Com’ de crise : pas d’omelette sans casser quelques oeufs
Ruse ? Certaines déclarations patronales ressemblent à des impairs. Mais ces boulettes sont parfois très stratégiques.
« Maladroit », « stupide », « scandaleux », « dégueulasse »… En quelques mois, les dirigeants des grandes entreprises ont été rhabillés pour plusieurs hivers. Et pour cause ! Surstaffés en interne et en conseils extérieurs, farcis d’études et d’outils de veille prospective, nos grands groupes mondiaux connaissent mieux que personne les risques d’un mauvais choix de calendrier pour faire une annonce, d’un mot mal choisi ou d’une réaction tardive sur l’entreprise, son image ou ses affaires.
Et pourtant, cette année encore, ce dispositif n’aura pas empêché Total d’annoncer son objectif de dégraisser sa masse salariale (555 postes) un mois après s’être félicité de réaliser les plus gros profits de son histoire (13,9 Mds€), suscitant une levée de boucliers médiatique et l’ire de l’opinion publique.
L’expérience des conseils n’a pas non plus empêché la Société générale, placée sous haute surveillance depuis l’affaire Kerviel, d’en remettre une couche en annonçant (ou pire en laissant d’autres le faire à sa place) l’octroi de stock-options à ses cadres dirigeants, une retraite chapeau à son président Daniel Bouton ou, plus récemment, en laissant percer dans les médias l’affaire du trou de 5 Mds€ de son département Assent Management (SGAM).
Une tendance à sous-estimer les problèmes ?
À divers degrés, les exemples ne manquent pas.

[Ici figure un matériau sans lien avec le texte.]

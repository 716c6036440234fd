//! Application configuration management.
//!
//! This module handles loading and saving the client configuration: where the
//! authority and realtime endpoints live, how the session is timed, which
//! credential backend to use, and the last identifier that logged in.
//!
//! Configuration is stored at `~/.config/courier-session/config.json`.
//! A few fields can be overridden from the environment (see [`Config::apply_env`]).

use std::path::PathBuf;
use std::time::Duration;

use anyhow::{Context, Result};
use serde::{Deserialize, Serialize};
use tracing::warn;

use crate::session::state::{DEFAULT_HANDSHAKE_TIMEOUT_SECS, DEFAULT_SAFETY_MARGIN_SECS};
use crate::session::SessionConfig;

/// Application name used for config/cache directory paths
const APP_NAME: &str = "courier-session";

/// Config file name
const CONFIG_FILE: &str = "config.json";

const DEFAULT_API_BASE_URL: &str = "http://localhost:8080/api";
const DEFAULT_REALTIME_URL: &str = "ws://localhost:8080/ws";
const DEFAULT_REQUEST_TIMEOUT_SECS: u64 = 30;
const DEFAULT_PROFILE: &str = "default";

const ENV_API_URL: &str = "COURIER_API_URL";
const ENV_REALTIME_URL: &str = "COURIER_REALTIME_URL";
const ENV_SAFETY_MARGIN: &str = "COURIER_SAFETY_MARGIN_SECS";

#[derive(Debug, Clone, Copy, PartialEq, Eq, Default, Serialize, Deserialize)]
#[serde(rename_all = "lowercase")]
pub enum CredentialBackend {
    #[default]
    File,
    Keyring,
    Memory,
}

#[derive(Debug, Clone, PartialEq, Serialize, Deserialize)]
#[serde(default)]
pub struct Config {
    pub api_base_url: String,
    pub realtime_url: String,
    pub safety_margin_secs: u64,
    pub handshake_timeout_secs: u64,
    pub request_timeout_secs: u64,
    pub credential_backend: CredentialBackend,
    /// Keychain account the token is stored under
    pub profile: String,
    pub last_identifier: Option<String>,
}

impl Default for Config {
    fn default() -> Self {
        Self {
            api_base_url: DEFAULT_API_BASE_URL.to_string(),
            realtime_url: DEFAULT_REALTIME_URL.to_string(),
            safety_margin_secs: DEFAULT_SAFETY_MARGIN_SECS,
            handshake_timeout_secs: DEFAULT_HANDSHAKE_TIMEOUT_SECS,
            request_timeout_secs: DEFAULT_REQUEST_TIMEOUT_SECS,
            credential_backend: CredentialBackend::default(),
            profile: DEFAULT_PROFILE.to_string(),
            last_identifier: None,
        }
    }
}

impl Config {
    pub fn load() -> Result<Self> {
        let path = Self::config_path()?;
        let mut config = if path.exists() {
            let contents = std::fs::read_to_string(&path)
                .with_context(|| format!("Failed to read config file {}", path.display()))?;
            serde_json::from_str(&contents).context("Failed to parse config file")?
        } else {
            Self::default()
        };
        config.apply_env(|key| std::env::var(key).ok());
        Ok(config)
    }

    pub fn save(&self) -> Result<()> {
        let path = Self::config_path()?;
        if let Some(parent) = path.parent() {
            std::fs::create_dir_all(parent)?;
        }
        let contents = serde_json::to_string_pretty(self)?;
        std::fs::write(path, contents)?;
        Ok(())
    }

    /// Apply environment overrides. `lookup` is `std::env::var` in production.
    pub fn apply_env<F>(&mut self, lookup: F)
    where
        F: Fn(&str) -> Option<String>,
    {
        if let Some(url) = lookup(ENV_API_URL) {
            self.api_base_url = url;
        }
        if let Some(url) = lookup(ENV_REALTIME_URL) {
            self.realtime_url = url;
        }
        if let Some(raw) = lookup(ENV_SAFETY_MARGIN) {
            match raw.trim().parse() {
                Ok(secs) => self.safety_margin_secs = secs,
                Err(_) => warn!(value = %raw, "Ignoring invalid {}", ENV_SAFETY_MARGIN),
            }
        }
    }

    fn config_path() -> Result<PathBuf> {
        let config_dir = dirs::config_dir()
            .ok_or_else(|| anyhow::anyhow!("Could not find config directory"))?;
        Ok(config_dir.join(APP_NAME).join(CONFIG_FILE))
    }

    pub fn cache_dir(&self) -> Result<PathBuf> {
        let cache_dir = dirs::cache_dir()
            .ok_or_else(|| anyhow::anyhow!("Could not find cache directory"))?;
        Ok(cache_dir.join(APP_NAME))
    }

    pub fn session_config(&self) -> SessionConfig {
        SessionConfig {
            safety_margin: Duration::from_secs(self.safety_margin_secs),
            handshake_timeout: Duration::from_secs(self.handshake_timeout_secs),
        }
    }

    pub fn request_timeout(&self) -> Duration {
        Duration::from_secs(self.request_timeout_secs)
    }
}
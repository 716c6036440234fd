//! Realtime notification channel.
//!
//! `ConnectionCoordinator` decides when the channel is open; `WsTransport`
//! is the WebSocket connection it drives in production.

pub mod coordinator;
pub mod transport;

pub use coordinator::{ConnectionCoordinator, ConnectionState};
pub use transport::{Notification, RealtimeTransport, TransportError, WsTransport};
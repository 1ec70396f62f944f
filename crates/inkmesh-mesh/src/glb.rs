//! Binary glTF (.glb) writer for a single mesh.
//!
//! Layout of the binary chunk: positions (VEC3 f32), normals (VEC3 f32),
//! then triangle indices (SCALAR u32), each in its own buffer view.

use std::borrow::Cow;
use std::collections::BTreeMap;

use gltf::binary::{Glb, Header};
use gltf::json;
use json::validation::Checked::Valid;
use json::validation::USize64;
use tracing::info;

use crate::{Material, MeshError, Result, TriangleMesh};

const GLB_HEADER_LEN: usize = 12;
const CHUNK_HEADER_LEN: usize = 8;

fn pad_to_four(bytes: &mut Vec<u8>, fill: u8) {
    while bytes.len() % 4 != 0 {
        bytes.push(fill);
    }
}

fn push_view(
    root: &mut json::Root,
    buffer: json::Index<json::Buffer>,
    offset: usize,
    length: usize,
    target: json::buffer::Target,
) -> json::Index<json::buffer::View> {
    root.push(json::buffer::View {
        buffer,
        byte_length: USize64::from(length),
        byte_offset: Some(USize64::from(offset)),
        byte_stride: None,
        extensions: Default::default(),
        extras: Default::default(),
        name: None,
        target: Some(Valid(target)),
    })
}

fn push_accessor(
    root: &mut json::Root,
    view: json::Index<json::buffer::View>,
    count: usize,
    component: json::accessor::ComponentType,
    type_: json::accessor::Type,
    bounds: Option<([f32; 3], [f32; 3])>,
) -> json::Index<json::Accessor> {
    let (min, max) = match bounds {
        Some((min, max)) => (
            Some(json::Value::from(min.to_vec())),
            Some(json::Value::from(max.to_vec())),
        ),
        None => (None, None),
    };
    root.push(json::Accessor {
        buffer_view: Some(view),
        byte_offset: Some(USize64(0)),
        count: USize64::from(count),
        component_type: Valid(json::accessor::GenericComponentType(component)),
        extensions: Default::default(),
        extras: Default::default(),
        type_: Valid(type_),
        min,
        max,
        name: None,
        normalized: false,
        sparse: None,
    })
}

/// Encode `mesh` and `material` as a binary glTF 2.0 container.
///
/// The mesh must carry normals (see [`crate::compute_normals`]).
///
/// # Errors
///
/// [`MeshError::Encoding`] if the mesh is empty, lacks normals, or the JSON
/// chunk cannot be serialized.
pub fn write_glb(mesh: &TriangleMesh, material: &Material) -> Result<Vec<u8>> {
    let Some(bounds) = mesh.bounds() else {
        return Err(MeshError::Encoding("mesh has no vertices".into()));
    };
    if mesh.normals.len() != mesh.vertices.len() {
        return Err(MeshError::Encoding(format!(
            "mesh has {} normal components for {} position components",
            mesh.normals.len(),
            mesh.vertices.len()
        )));
    }

    let mut bin: Vec<u8> = Vec::with_capacity(
        (mesh.vertices.len() + mesh.normals.len()) * 4 + mesh.indices.len() * 4,
    );
    bin.extend(mesh.vertices.iter().flat_map(|v| v.to_le_bytes()));
    let normals_offset = bin.len();
    bin.extend(mesh.normals.iter().flat_map(|v| v.to_le_bytes()));
    let indices_offset = bin.len();
    bin.extend(mesh.indices.iter().flat_map(|i| i.to_le_bytes()));
    let bin_len = bin.len();
    pad_to_four(&mut bin, 0);

    let mut root = json::Root::default();
    root.asset.generator = Some(format!("inkmesh {}", env!("CARGO_PKG_VERSION")));

    let buffer = root.push(json::Buffer {
        byte_length: USize64::from(bin_len),
        extensions: Default::default(),
        extras: Default::default(),
        name: None,
        uri: None,
    });

    use json::accessor::{ComponentType, Type};
    use json::buffer::Target;

    let n = mesh.num_vertices();
    let position_view = push_view(&mut root, buffer, 0, normals_offset, Target::ArrayBuffer);
    let normal_view = push_view(
        &mut root,
        buffer,
        normals_offset,
        indices_offset - normals_offset,
        Target::ArrayBuffer,
    );
    let index_view = push_view(
        &mut root,
        buffer,
        indices_offset,
        bin_len - indices_offset,
        Target::ElementArrayBuffer,
    );

    let positions = push_accessor(
        &mut root,
        position_view,
        n,
        ComponentType::F32,
        Type::Vec3,
        Some(bounds),
    );
    let normals = push_accessor(&mut root, normal_view, n, ComponentType::F32, Type::Vec3, None);
    let indices = push_accessor(
        &mut root,
        index_view,
        mesh.indices.len(),
        ComponentType::U32,
        Type::Scalar,
        None,
    );

    let [r, g, b] = material.color;
    let material = root.push(json::Material {
        name: Some("outline".into()),
        double_sided: material.double_sided,
        pbr_metallic_roughness: json::material::PbrMetallicRoughness {
            base_color_factor: json::material::PbrBaseColorFactor([r, g, b, 1.0]),
            metallic_factor: json::material::StrengthFactor(material.metallic),
            roughness_factor: json::material::StrengthFactor(material.roughness),
            ..Default::default()
        },
        ..Default::default()
    });

    let primitive = json::mesh::Primitive {
        attributes: BTreeMap::from([
            (Valid(json::mesh::Semantic::Positions), positions),
            (Valid(json::mesh::Semantic::Normals), normals),
        ]),
        extensions: Default::default(),
        extras: Default::default(),
        indices: Some(indices),
        material: Some(material),
        mode: Valid(json::mesh::Mode::Triangles),
        targets: None,
    };
    let mesh_index = root.push(json::Mesh {
        extensions: Default::default(),
        extras: Default::default(),
        name: Some("outline".into()),
        primitives: vec![primitive],
        weights: None,
    });
    let node = root.push(json::Node {
        mesh: Some(mesh_index),
        ..Default::default()
    });
    let scene = root.push(json::Scene {
        extensions: Default::default(),
        extras: Default::default(),
        name: None,
        nodes: vec![node],
    });
    root.scene = Some(scene);

    let mut json_bytes =
        serde_json::to_vec(&root).map_err(|e| MeshError::Encoding(e.to_string()))?;
    pad_to_four(&mut json_bytes, b' ');

    let length =
        GLB_HEADER_LEN + CHUNK_HEADER_LEN + json_bytes.len() + CHUNK_HEADER_LEN + bin.len();
    let glb = Glb {
        header: Header {
            magic: *b"glTF",
            version: 2,
            length: u32::try_from(length)
                .map_err(|_| MeshError::Encoding(format!("{length} bytes exceeds the glb limit")))?,
        },
        json: Cow::Owned(json_bytes),
        bin: Some(Cow::Owned(bin)),
    };

    let mut out = Vec::with_capacity(length);
    glb.to_writer(&mut out)
        .map_err(|e| MeshError::Encoding(e.to_string()))?;

    info!(
        vertices = n,
        triangles = mesh.num_triangles(),
        bytes = out.len(),
        "wrote glb"
    );
    Ok(out)
}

Au point qu’on en finit par se demander si ces maladresses ne sont pas parfois l’expression d’une stratégie d’entreprise.

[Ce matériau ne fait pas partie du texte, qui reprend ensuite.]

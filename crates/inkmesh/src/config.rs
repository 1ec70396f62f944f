//! Engine configuration, loaded from TOML.
//!
//! ```toml
//! merge_tolerance = 1.0
//! fill_color = "#0000ff"
//!
//! [brush]
//! width = 10.0
//! color = "#000000"
//!
//! [gradient]
//! min = 0.0
//! max = 1.0
//! threshold = 1.0
//!
//! [export]
//! thickness = { uniform = 15.0 }
//! strict_outline = true
//! decimate = false
//! decimate_ratio = 0.5
//! scale = 1.0
//!
//! [export.material]
//! color = [0.6038, 0.6038, 0.6038]
//! metallic = 0.2
//! roughness = 0.5
//! double_sided = true
//! ```
//!
//! Every key is optional.

use serde::{Deserialize, Serialize};

use inkmesh_graph::Brush;
use inkmesh_math::{Rgb, Tolerance};
use inkmesh_mesh::ExportSettings;
use inkmesh_raster::GradientRamp;

use crate::{InkmeshError, Result};

/// Gradient shading parameters.
#[derive(Debug, Clone, Copy, PartialEq, Serialize, Deserialize)]
#[serde(default)]
pub struct GradientConfig {
    /// Gray at the edge of a region, in [0, 1].
    pub min: f64,
    /// Gray deep inside a region, in [0, 1].
    pub max: f64,
    /// Fraction of the widest interior distance at which the edge-threshold
    /// shader saturates, in (0, 1].
    pub threshold: f64,
}

impl Default for GradientConfig {
    fn default() -> Self {
        Self {
            min: 0.0,
            max: 1.0,
            threshold: 1.0,
        }
    }
}

impl GradientConfig {
    /// The gray ramp.
    pub fn ramp(&self) -> GradientRamp {
        GradientRamp::new(self.min, self.max)
    }
}

/// Everything an [`crate::Engine`] needs besides the drawing itself.
#[derive(Debug, Clone, PartialEq, Serialize, Deserialize)]
#[serde(default)]
pub struct EngineConfig {
    /// Samples closer than this merge into one graph node.
    pub merge_tolerance: f64,
    /// Flood fill color.
    pub fill_color: Rgb,
    /// Brush used for strokes synthesized by repair.
    pub brush: Brush,
    /// Gradient shading.
    pub gradient: GradientConfig,
    /// Solid export.
    pub export: ExportSettings,
}

impl Default for EngineConfig {
    fn default() -> Self {
        Self {
            merge_tolerance: Tolerance::DEFAULT.merge,
            fill_color: Rgb::new(0, 0, 255),
            brush: Brush::default(),
            gradient: GradientConfig::default(),
            export: ExportSettings::default(),
        }
    }
}

impl EngineConfig {
    /// Parse and validate a TOML document.
    pub fn parse(toml_str: &str) -> Result<Self> {
        let config: Self = toml::from_str(toml_str)?;
        config.validate()?;
        Ok(config)
    }

    /// Merge tolerance as a [`Tolerance`].
    pub fn tolerance(&self) -> Tolerance {
        Tolerance::new(self.merge_tolerance)
    }

    /// Validate every section.
    pub fn validate(&self) -> Result<()> {
        if !(self.merge_tolerance.is_finite() && self.merge_tolerance > 0.0) {
            return Err(InkmeshError::Config(format!(
                "merge_tolerance must be positive: {}",
                self.merge_tolerance
            )));
        }
        if !(self.brush.width.is_finite() && self.brush.width > 0.0) {
            return Err(InkmeshError::Config(format!(
                "brush.width must be positive: {}",
                self.brush.width
            )));
        }
        self.gradient
            .ramp()
            .validate()
            .map_err(|e| InkmeshError::Config(e.to_string()))?;
        let t = self.gradient.threshold;
        if !(t > 0.0 && t <= 1.0) {
            return Err(InkmeshError::Config(format!(
                "gradient.threshold must be in (0, 1]: {t}"
            )));
        }
        self.export
            .validate()
            .map_err(|e| InkmeshError::Config(e.to_string()))?;
        Ok(())
    }
}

« Quand un patron d’entreprise annonce un plan social, son cours en Bourse augmente, rappelle ce dirigeant d’une grande agence de communication corporate. Le fait que sa rémunération est indexée sur ce cours peut en partie expliquer son audace. »

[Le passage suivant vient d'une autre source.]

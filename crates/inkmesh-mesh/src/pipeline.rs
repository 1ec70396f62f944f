//! Strokes to exported solid, end to end.

use inkmesh_graph::{ShapeSet, Stroke};
use inkmesh_math::Tolerance;
use tracing::debug;

use crate::{
    compute_normals, extrude_ring, recenter, select_outline, triangulate_ring, write_glb,
    Decimator, EdgeCollapseDecimator, ExportSettings, MeshError, Result, TriangleMesh,
};

/// Build the extruded, recentered, normal-carrying solid for a drawing.
///
/// No decimation or scaling is applied here.
pub fn build_mesh(
    strokes: &[Stroke],
    tolerance: Tolerance,
    settings: &ExportSettings,
) -> Result<TriangleMesh> {
    settings.validate()?;
    if strokes.is_empty() {
        return Err(MeshError::EmptyDrawing);
    }

    let set = ShapeSet::build(strokes, tolerance);
    let outline = select_outline(&set, settings.strict_outline)?;

    let cap = triangulate_ring(&outline.ring)?;
    let mut mesh = extrude_ring(&outline.ring, &cap, settings.thickness);
    recenter(&mut mesh);
    compute_normals(&mut mesh);

    debug!(
        ring = outline.ring.len(),
        vertices = mesh.num_vertices(),
        triangles = mesh.num_triangles(),
        "built solid"
    );
    Ok(mesh)
}

/// Export a drawing's outline as `.glb` bytes, decimating with `decimator`
/// when the settings ask for it.
pub fn export_glb_with(
    strokes: &[Stroke],
    tolerance: Tolerance,
    settings: &ExportSettings,
    decimator: &dyn Decimator,
) -> Result<Vec<u8>> {
    let mut mesh = build_mesh(strokes, tolerance, settings)?;

    if settings.decimate {
        mesh = decimator.decimate(&mesh, settings.decimate_ratio);
        if mesh.num_triangles() == 0 {
            return Err(MeshError::TriangulationFailed);
        }
        compute_normals(&mut mesh);
    }

    mesh.scale(settings.scale);
    write_glb(&mesh, &settings.material)
}

/// Export a drawing's outline as `.glb` bytes using [`EdgeCollapseDecimator`].
///
/// # Errors
///
/// Any validation or geometry failure along the way; no bytes are produced
/// in that case.
pub fn export_glb(
    strokes: &[Stroke],
    tolerance: Tolerance,
    settings: &ExportSettings,
) -> Result<Vec<u8>> {
    export_glb_with(strokes, tolerance, settings, &EdgeCollapseDecimator)
}

#[cfg(test)]
mod tests {
    use super::*;
    use crate::fixtures::{polygon, stroke, volume};
    use crate::Thickness;
    use approx::assert_relative_eq;

    #[test]
    fn test_ring_counts() {
        for r in [3usize, 4, 7, 16] {
            let mesh =
                build_mesh(&[polygon(r, 30.0)], Tolerance::DEFAULT, &ExportSettings::default())
                    .unwrap();
            assert_eq!(mesh.num_vertices(), 2 * r);
            assert_eq!(mesh.num_triangles(), 2 * (r - 2) + 2 * r, "ring of {r}");
            assert_eq!(mesh.normals.len(), mesh.vertices.len());
        }
    }

    #[test]
    fn test_mesh_is_centered_with_thickness() {
        let settings = ExportSettings {
            thickness: Thickness::Uniform(6.0),
            ..Default::default()
        };
        let square = stroke(&[
            (10.0, 10.0),
            (50.0, 10.0),
            (50.0, 30.0),
            (10.0, 30.0),
            (10.0, 10.0),
        ]);
        let mesh = build_mesh(&[square], Tolerance::DEFAULT, &settings).unwrap();
        let (min, max) = mesh.bounds().unwrap();
        assert_eq!(min, [-20.0, -10.0, -3.0]);
        assert_eq!(max, [20.0, 10.0, 3.0]);
        assert_relative_eq!(volume(&mesh), 40.0 * 20.0 * 6.0, epsilon = 1e-3);
    }

    #[test]
    fn test_empty_drawing_is_validation_failure() {
        let err = export_glb(&[], Tolerance::DEFAULT, &ExportSettings::default()).unwrap_err();
        assert_eq!(err, MeshError::EmptyDrawing);
        assert!(err.is_validation());
    }

    #[test]
    fn test_open_drawing_exports_nothing() {
        let strokes = [stroke(&[(0.0, 0.0), (40.0, 0.0), (40.0, 40.0)])];
        let err = export_glb(&strokes, Tolerance::DEFAULT, &ExportSettings::default()).unwrap_err();
        assert_eq!(err, MeshError::NoClosedShape);
    }

    #[test]
    fn test_invalid_settings_rejected_first() {
        let settings = ExportSettings {
            scale: 0.0,
            ..Default::default()
        };
        let err = export_glb(&[polygon(5, 10.0)], Tolerance::DEFAULT, &settings).unwrap_err();
        assert!(matches!(err, MeshError::InvalidSettings(_)));
    }

    struct Halve;

    impl Decimator for Halve {
        fn decimate(&self, mesh: &TriangleMesh, _ratio: f32) -> TriangleMesh {
            let keep = mesh.num_triangles() / 2 * 3;
            TriangleMesh {
                vertices: mesh.vertices.clone(),
                indices: mesh.indices[..keep].to_vec(),
                normals: Vec::new(),
            }
        }
    }

    #[test]
    fn test_custom_decimator_and_scale() {
        let settings = ExportSettings {
            decimate: true,
            scale: 2.0,
            ..Default::default()
        };
        let strokes = [polygon(8, 20.0)];
        let bytes = export_glb_with(&strokes, Tolerance::DEFAULT, &settings, &Halve).unwrap();
        let doc = gltf::Gltf::from_slice(&bytes).unwrap();
        let prim = doc.meshes().next().unwrap().primitives().next().unwrap();
        // 8-ring: 6 + 6 cap + 16 side = 28 triangles, halved.
        assert_eq!(prim.indices().unwrap().count(), 14 * 3);

        let pos = prim.get(&gltf::Semantic::Positions).unwrap();
        let max = pos.max().unwrap();
        let z = max.as_array().unwrap()[2].as_f64().unwrap();
        // Default thickness 15, scaled by 2.
        assert_relative_eq!(z, 15.0, epsilon = 1e-4);
    }
}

Pour Nina Mitz, présidente de Financial Dynamics : « Beaucoup de dirigeants ont tendance à sous-estimer les problèmes et donc à avoir une mauvaise gestion de crise. Ils n’ont pas de capteurs de l’opinion publique. Ils évoluent dans un univers incestueux, agissent, pensent et dînent ensemble. Ils n’ont plus de recul… et nous demandent d’intervenir pour éteindre le feu. Plus rarement en amont. »
Intérêts contradictoires
Si les idées selon lesquelles l’éloignement de la réalité aveugle et l’appât du gain rend fou sont partagées par les observateurs, d’autres explications plus stratégiques sont aussi avancées. Antoine Boulay, directeur associé de Vae Solis Communications rappelle que le nombre de parties prenantes complique la donne. Pour faire passer un plan de licenciement auprès de l’interne, l’entreprise doit dire qu’elle va mal. Mais si elle le dit, ses fournisseurs risquent de ne plus vouloir lui fournir leur matière première, de peur de ne pas être payés.
Les clients aussi peuvent ne plus vouloir acheter. Et d’illustrer cette schizophrénie dans un autre registre : « Alors que la loi Sarbanes-Oxley impose à l’entreprise d’avertir en priorité tout acteur intéressé d’une action ayant une forte incidence, le droit français impose dans le même temps qu’elle donne la priorité aux instances du personnel ! »
Tout va donc dépendre de la culture de chacun, de l’influence des conseils (consultants en communication, communication des avocats, RH, analyste…) mais aussi des priorités du moment pour l’entreprise.